When people are un-gracefully wrong, their behavior is usually obvious and glaring. Many of us have had the misfortune to encounter ungraceful mistakes. Some people try to cover up their mistakes by hiding the evidence. Others lie and manipulate to make an error look like the right thing. Still others turn the error around and try to convince outsiders that they have made an error of observation.
All too often, people employ anger to aid the cover-up. Watch the evening news and see how often politicians, police, and corporate executives summon righteous indignation when their misdeeds come to light. While sometimes bluster quells criticism, I have to wonder how much more it highlights the mistake itself.

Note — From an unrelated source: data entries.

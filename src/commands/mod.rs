pub mod create;
pub mod help;
pub mod manage;
pub mod owner;

use serenity::all::GuildId;

use crate::bot::data::Context;
use crate::bot::error::Error;
use crate::utils::permissions::Requester;

/// Resolve the guild and the invoking member as a [`Requester`]
pub(crate) async fn guild_requester(ctx: Context<'_>) -> Result<(GuildId, Requester), Error> {
    let guild_id = ctx.guild_id().ok_or(Error::custom("Not in a guild"))?;
    let member = ctx
        .author_member()
        .await
        .ok_or(Error::custom("Could not resolve your server membership."))?;
    Ok((guild_id, ctx.data().requester(guild_id, &member)))
}
use serenity::all::{
    ChannelId, GuildId, Member, PermissionOverwrite, PermissionOverwriteType, Permissions, RoleId,
    UserId,
};

use crate::bot::error::Error;

/// Who is asking to create a channel, captured from the interaction
#[derive(Debug, Clone)]
pub struct Requester {
    pub user_id: UserId,
    pub display_name: String,
    /// Guild-level permissions resolved by Discord for this interaction
    pub permissions: Permissions,
    pub voice_channel: Option<ChannelId>,
}

impl Requester {
    /// Build from an interaction member; Discord fills in `permissions` for those
    pub fn from_member(member: &Member, voice_channel: Option<ChannelId>) -> Self {
        Self {
            user_id: member.user.id,
            display_name: member.display_name().to_string(),
            permissions: member.permissions.unwrap_or_else(Permissions::empty),
            voice_channel,
        }
    }
}

/// Elevated permissions granted to the owner of a temporary channel
pub fn owner_permissions() -> Permissions {
    Permissions::CONNECT
        | Permissions::SPEAK
        | Permissions::MANAGE_CHANNELS
        | Permissions::MOVE_MEMBERS
        | Permissions::MUTE_MEMBERS
        | Permissions::DEAFEN_MEMBERS
        | Permissions::PRIORITY_SPEAKER
}

pub fn owner_overwrite(user_id: UserId) -> PermissionOverwrite {
    PermissionOverwrite {
        allow: owner_permissions(),
        deny: Permissions::empty(),
        kind: PermissionOverwriteType::Member(user_id),
    }
}

/// The @everyone role shares its id with the guild
pub fn everyone_overwrite(guild_id: GuildId) -> PermissionOverwrite {
    PermissionOverwrite {
        allow: Permissions::CONNECT,
        deny: Permissions::empty(),
        kind: PermissionOverwriteType::Role(RoleId::new(guild_id.get())),
    }
}

pub fn ban_overwrite(user_id: UserId) -> PermissionOverwrite {
    PermissionOverwrite {
        allow: Permissions::empty(),
        deny: Permissions::CONNECT,
        kind: PermissionOverwriteType::Member(user_id),
    }
}

/// Overwrite set applied to a freshly created temporary channel
pub fn temp_channel_overwrites(guild_id: GuildId, owner_id: UserId) -> Vec<PermissionOverwrite> {
    vec![everyone_overwrite(guild_id), owner_overwrite(owner_id)]
}

/// Check if a member may create temporary channels
///
/// Requires connect and speak, plus either an active voice connection or
/// Manage Channels.
pub fn can_provision(requester: &Requester) -> bool {
    let perms = requester.permissions;
    if perms.administrator() {
        return true;
    }
    let basics = perms.connect() && perms.speak();
    basics && (perms.manage_channels() || requester.voice_channel.is_some())
}

pub fn ensure_can_provision(requester: &Requester) -> Result<(), Error> {
    if can_provision(requester) {
        Ok(())
    } else {
        Err(Error::ProvisionNotAllowed)
    }
}
use std::sync::Arc;
use std::time::Duration;

use serenity::all::{ChannelId, GuildId};
use tokio::sync::watch;
use tokio::time::{interval, sleep, MissedTickBehavior};
use tracing::{debug, error, info, warn};

use crate::bot::error::Error;
use crate::platform::{Platform, PlatformError};
use crate::services::channels::registry::ChannelRegistry;

/// Result of one deferred emptiness check
#[derive(Debug, Clone, Copy, PartialEq, Eq)]
pub enum ReapOutcome {
    /// Channel was empty and this call deleted it
    Deleted,
    /// Someone is still connected
    Occupied,
    /// Not tracked (anymore), or the platform had already removed it
    AlreadyGone,
}

/// Result of one sweep over the registry
#[derive(Debug, Default, Clone, Copy, PartialEq, Eq)]
pub struct SweepReport {
    /// Entries dropped because the channel no longer exists
    pub reconciled: usize,
    /// Deferred checks spawned for channels that still exist
    pub scheduled: usize,
}

/// Opened once the gateway session is ready; the sweeper waits on it
#[derive(Debug)]
pub struct ReadyGate {
    tx: watch::Sender<bool>,
}

impl ReadyGate {
    pub fn new() -> Self {
        let (tx, _rx) = watch::channel(false);
        Self { tx }
    }

    pub fn open(&self) {
        self.tx.send_replace(true);
    }

    pub fn is_open(&self) -> bool {
        *self.tx.borrow()
    }

    pub fn subscribe(&self) -> watch::Receiver<bool> {
        self.tx.subscribe()
    }
}

impl Default for ReadyGate {
    fn default() -> Self {
        Self::new()
    }
}

/// Deletes temporary channels once they have been empty for the grace period
pub struct EmptyChannelReaper {
    registry: Arc<ChannelRegistry>,
    platform: Arc<dyn Platform>,
    grace_period: Duration,
}

impl EmptyChannelReaper {
    pub fn new(
        registry: Arc<ChannelRegistry>,
        platform: Arc<dyn Platform>,
        grace_period: Duration,
    ) -> Self {
        Self {
            registry,
            platform,
            grace_period,
        }
    }

    /// A member left `channel_id`; schedule a deferred check if it's tracked
    pub fn on_member_left(self: &Arc<Self>, channel_id: ChannelId) -> bool {
        if !self.registry.contains(channel_id) {
            return false;
        }
        self.spawn_check(channel_id);
        true
    }

    fn spawn_check(self: &Arc<Self>, channel_id: ChannelId) {
        let reaper = Arc::clone(self);
        tokio::spawn(async move {
            if let Err(e) = reaper.check_after_grace(channel_id).await {
                error!("Empty check for channel {} failed: {}", channel_id, e);
            }
        });
    }

    /// Wait out the grace period, then delete the channel if nobody is in it
    pub async fn check_after_grace(&self, channel_id: ChannelId) -> Result<ReapOutcome, Error> {
        if !self.registry.contains(channel_id) {
            return Ok(ReapOutcome::AlreadyGone);
        }

        sleep(self.grace_period).await;

        let guild_id = match self.registry.get(channel_id) {
            Some(channel) => channel.guild_id,
            None => return Ok(ReapOutcome::AlreadyGone),
        };

        let members = match self.platform.list_channel_members(guild_id, channel_id).await {
            Ok(members) => members,
            Err(PlatformError::NotFound) => {
                debug!("Channel {} vanished before the empty check", channel_id);
                self.registry.unregister(channel_id);
                return Ok(ReapOutcome::AlreadyGone);
            }
            Err(e) => return Err(Error::Platform(e)),
        };

        if !members.is_empty() {
            debug!(
                "Channel {} still has {} members, keeping it",
                channel_id,
                members.len()
            );
            return Ok(ReapOutcome::Occupied);
        }

        info!("Deleting empty temporary channel {}", channel_id);
        self.delete_channel(channel_id, "Temporary channel is empty")
            .await
    }

    /// Delete a tracked channel on the platform and drop it from the registry.
    ///
    /// The registry entry is claimed before the platform call, so concurrent
    /// callers for the same channel issue at most one delete.
    pub async fn delete_channel(
        &self,
        channel_id: ChannelId,
        reason: &str,
    ) -> Result<ReapOutcome, Error> {
        let claimed = match self.registry.claim(channel_id) {
            Some(channel) => channel,
            None => return Ok(ReapOutcome::AlreadyGone),
        };

        match self.platform.delete_channel(channel_id, reason).await {
            Ok(()) => {
                self.registry.unregister(channel_id);
                info!("Deleted temporary channel {} ({})", channel_id, claimed.name);
                Ok(ReapOutcome::Deleted)
            }
            Err(PlatformError::NotFound) => {
                self.registry.unregister(channel_id);
                debug!("Channel {} was already deleted", channel_id);
                Ok(ReapOutcome::AlreadyGone)
            }
            Err(PlatformError::PermissionDenied) => {
                error!("No permission to delete channel {} ({})", channel_id, claimed.name);
                self.registry.restore(claimed);
                Err(Error::PermissionDenied("delete voice channels".to_string()))
            }
            Err(e) => {
                warn!("Failed to delete channel {}: {}", channel_id, e);
                self.registry.restore(claimed);
                Err(Error::Platform(e))
            }
        }
    }

    /// Reconcile every tracked channel against the platform.
    ///
    /// Channels that no longer resolve are dropped without a delete call; the
    /// rest get the same deferred check as [`EmptyChannelReaper::on_member_left`].
    pub async fn sweep(self: &Arc<Self>) -> SweepReport {
        let mut report = SweepReport::default();

        for channel_id in self.registry.all_channel_ids() {
            let guild_id: GuildId = match self.registry.get(channel_id) {
                Some(channel) => channel.guild_id,
                None => continue,
            };

            match self.platform.resolve_channel(guild_id, channel_id).await {
                Ok(_) => {
                    self.spawn_check(channel_id);
                    report.scheduled += 1;
                }
                Err(PlatformError::NotFound) => {
                    if self.registry.unregister(channel_id) {
                        info!("Removed stale temporary channel {} from registry", channel_id);
                        report.reconciled += 1;
                    }
                }
                Err(e) => {
                    warn!("Could not resolve channel {} during sweep: {}", channel_id, e);
                }
            }
        }

        report
    }
}

/// Start the periodic sweep once the session is ready
pub fn spawn_sweeper(
    reaper: Arc<EmptyChannelReaper>,
    mut ready: watch::Receiver<bool>,
    period: Duration,
) -> tokio::task::JoinHandle<()> {
    tokio::spawn(async move {
        if ready.wait_for(|ready| *ready).await.is_err() {
            warn!("Ready gate dropped before the session became ready, sweeper not started");
            return;
        }

        info!("Starting temporary channel sweeper");
        let mut ticker = interval(period);
        ticker.set_missed_tick_behavior(MissedTickBehavior::Delay);

        loop {
            ticker.tick().await;

            let report = reaper.sweep().await;
            debug!(
                "Sweep finished: {} reconciled, {} checks scheduled",
                report.reconciled, report.scheduled
            );
        }
    })
}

The trouble with all these tactics is that much of the time, errors don’t happen without definite causes and often those causes are actionable: there is a way to change the situation so errors are less likely or outright impossible. Unfortunately, all the effort that goes into covering up errors is unavailable for resolving them in the future. In the case where people convince themselves that there was in fact no error, no progress is possible at all. The only thing less graceful than covering up one error is covering up a series of similar errors. Onlookers shake their heads as the negative pattern becomes clearer and clearer with time.
Intolerance for error has its causes. For many, error is seen as a threat. For those with high levels of status, admitting error seems to invite a loss of prestige. High-fliers of this stripe are gambling with their reputations, as few things are more erosive to status than being caught trying to cover up a mistake.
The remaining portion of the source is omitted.